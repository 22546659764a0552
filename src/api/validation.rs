use crate::normalize::normalize_url;
use chrono::{DateTime, NaiveDate, Utc};
use serde::Serialize;
use serde_json::Value;

/// One failed check on a request field
#[derive(Debug, Clone, PartialEq, Serialize)]
pub struct FieldError {
    pub value: Value,
    pub msg: String,
    pub param: String,
    pub location: &'static str,
}

impl FieldError {
    pub fn body(param: &str, value: Option<&str>, msg: impl Into<String>) -> Self {
        Self {
            value: value.map_or(Value::Null, |v| Value::String(v.to_string())),
            msg: msg.into(),
            param: param.to_string(),
            location: "body",
        }
    }
}

/// Collects every failing field so the client sees all problems at once
#[derive(Debug, Default)]
pub struct Validator {
    errors: Vec<FieldError>,
}

impl Validator {
    pub fn new() -> Self {
        Self::default()
    }

    pub fn push(&mut self, error: FieldError) {
        self.errors.push(error);
    }

    /// Non-blank text, trimmed
    pub fn required(&mut self, param: &str, value: Option<&str>, msg: &str) -> Option<String> {
        match value.map(str::trim).filter(|v| !v.is_empty()) {
            Some(v) => Some(v.to_string()),
            None => {
                self.push(FieldError::body(param, value, msg));
                None
            }
        }
    }

    /// Parse a date if one was supplied; blank counts as absent
    pub fn optional_date(
        &mut self,
        param: &str,
        value: Option<&str>,
        msg: &str,
    ) -> Option<DateTime<Utc>> {
        let raw = value.map(str::trim).filter(|v| !v.is_empty())?;
        let parsed = parse_date(raw);
        if parsed.is_none() {
            self.push(FieldError::body(param, value, msg));
        }
        parsed
    }

    /// Normalized https URL; blank counts as absent
    pub fn optional_url(&mut self, param: &str, value: Option<&str>) -> Option<String> {
        let raw = value.map(str::trim).filter(|v| !v.is_empty())?;
        match normalize_url(raw) {
            Ok(url) => Some(url),
            Err(_) => {
                self.push(FieldError::body(
                    param,
                    value,
                    format!("{param} is not a valid URL"),
                ));
                None
            }
        }
    }

    pub fn into_errors(self) -> Vec<FieldError> {
        self.errors
    }

    pub fn finish(self) -> Result<(), Vec<FieldError>> {
        if self.errors.is_empty() {
            Ok(())
        } else {
            Err(self.errors)
        }
    }
}

/// Accepts `YYYY-MM-DD` (midnight UTC) or RFC 3339
pub fn parse_date(raw: &str) -> Option<DateTime<Utc>> {
    if let Ok(dt) = DateTime::parse_from_rfc3339(raw) {
        return Some(dt.with_timezone(&Utc));
    }
    NaiveDate::parse_from_str(raw, "%Y-%m-%d")
        .ok()
        .and_then(|d| d.and_hms_opt(0, 0, 0))
        .map(|dt| dt.and_utc())
}

/// Trimmed text, blank becomes `None`
pub fn optional_text(value: Option<String>) -> Option<String> {
    value
        .map(|v| v.trim().to_string())
        .filter(|v| !v.is_empty())
}

#[cfg(test)]
mod tests {
    use super::*;
    use chrono::TimeZone;

    #[test]
    fn parses_plain_and_rfc3339_dates() {
        assert_eq!(
            parse_date("2021-03-04"),
            Some(Utc.with_ymd_and_hms(2021, 3, 4, 0, 0, 0).unwrap())
        );
        assert_eq!(
            parse_date("2021-03-04T10:00:00+02:00"),
            Some(Utc.with_ymd_and_hms(2021, 3, 4, 8, 0, 0).unwrap())
        );
        assert_eq!(parse_date("March 4th"), None);
    }

    #[test]
    fn collects_all_failures() {
        let mut v = Validator::new();
        assert_eq!(
            v.required("title", Some("  Dev "), "Title is required").as_deref(),
            Some("Dev")
        );
        assert!(v.required("company", Some("   "), "Company is required").is_none());
        assert!(v.required("status", None, "Status is required").is_none());
        assert!(v.optional_date("to", Some("soon"), "bad date").is_none());
        assert!(v.optional_date("to", Some(""), "bad date").is_none());

        let errors = v.finish().unwrap_err();
        let params: Vec<_> = errors.iter().map(|e| e.param.as_str()).collect();
        assert_eq!(params, ["company", "status", "to"]);
        assert_eq!(errors[1].value, Value::Null);
        assert_eq!(errors[2].value, Value::String("soon".to_string()));
    }

    #[test]
    fn url_fields_are_normalized_or_reported() {
        let mut v = Validator::new();
        assert_eq!(
            v.optional_url("website", Some("http://www.ada.dev/")).as_deref(),
            Some("https://ada.dev")
        );
        assert!(v.optional_url("youtube", Some("ftp://nope")).is_none());
        assert!(v.optional_url("twitter", None).is_none());

        let errors = v.finish().unwrap_err();
        assert_eq!(errors.len(), 1);
        assert_eq!(errors[0].msg, "youtube is not a valid URL");
    }
}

◆ Task objective
The response should be the listing above, limited to the lines between the one holding "supplied; blank counts as absent" and the one holding "URL; blank counts as absent", inclusive, reproduced exactly.

◆ Your solution
    /// Parse a date if one was supplied; blank counts as absent
    pub fn optional_date(
        &mut self,
        param: &str,
        value: Option<&str>,
        msg: &str,
    ) -> Option<DateTime<Utc>> {
        let raw = value.map(str::trim).filter(|v| !v.is_empty())?;
        let parsed = parse_date(raw);
        if parsed.is_none() {
            self.push(FieldError::body(param, value, msg));
        }
        parsed
    }

    /// Normalized https URL; blank counts as absent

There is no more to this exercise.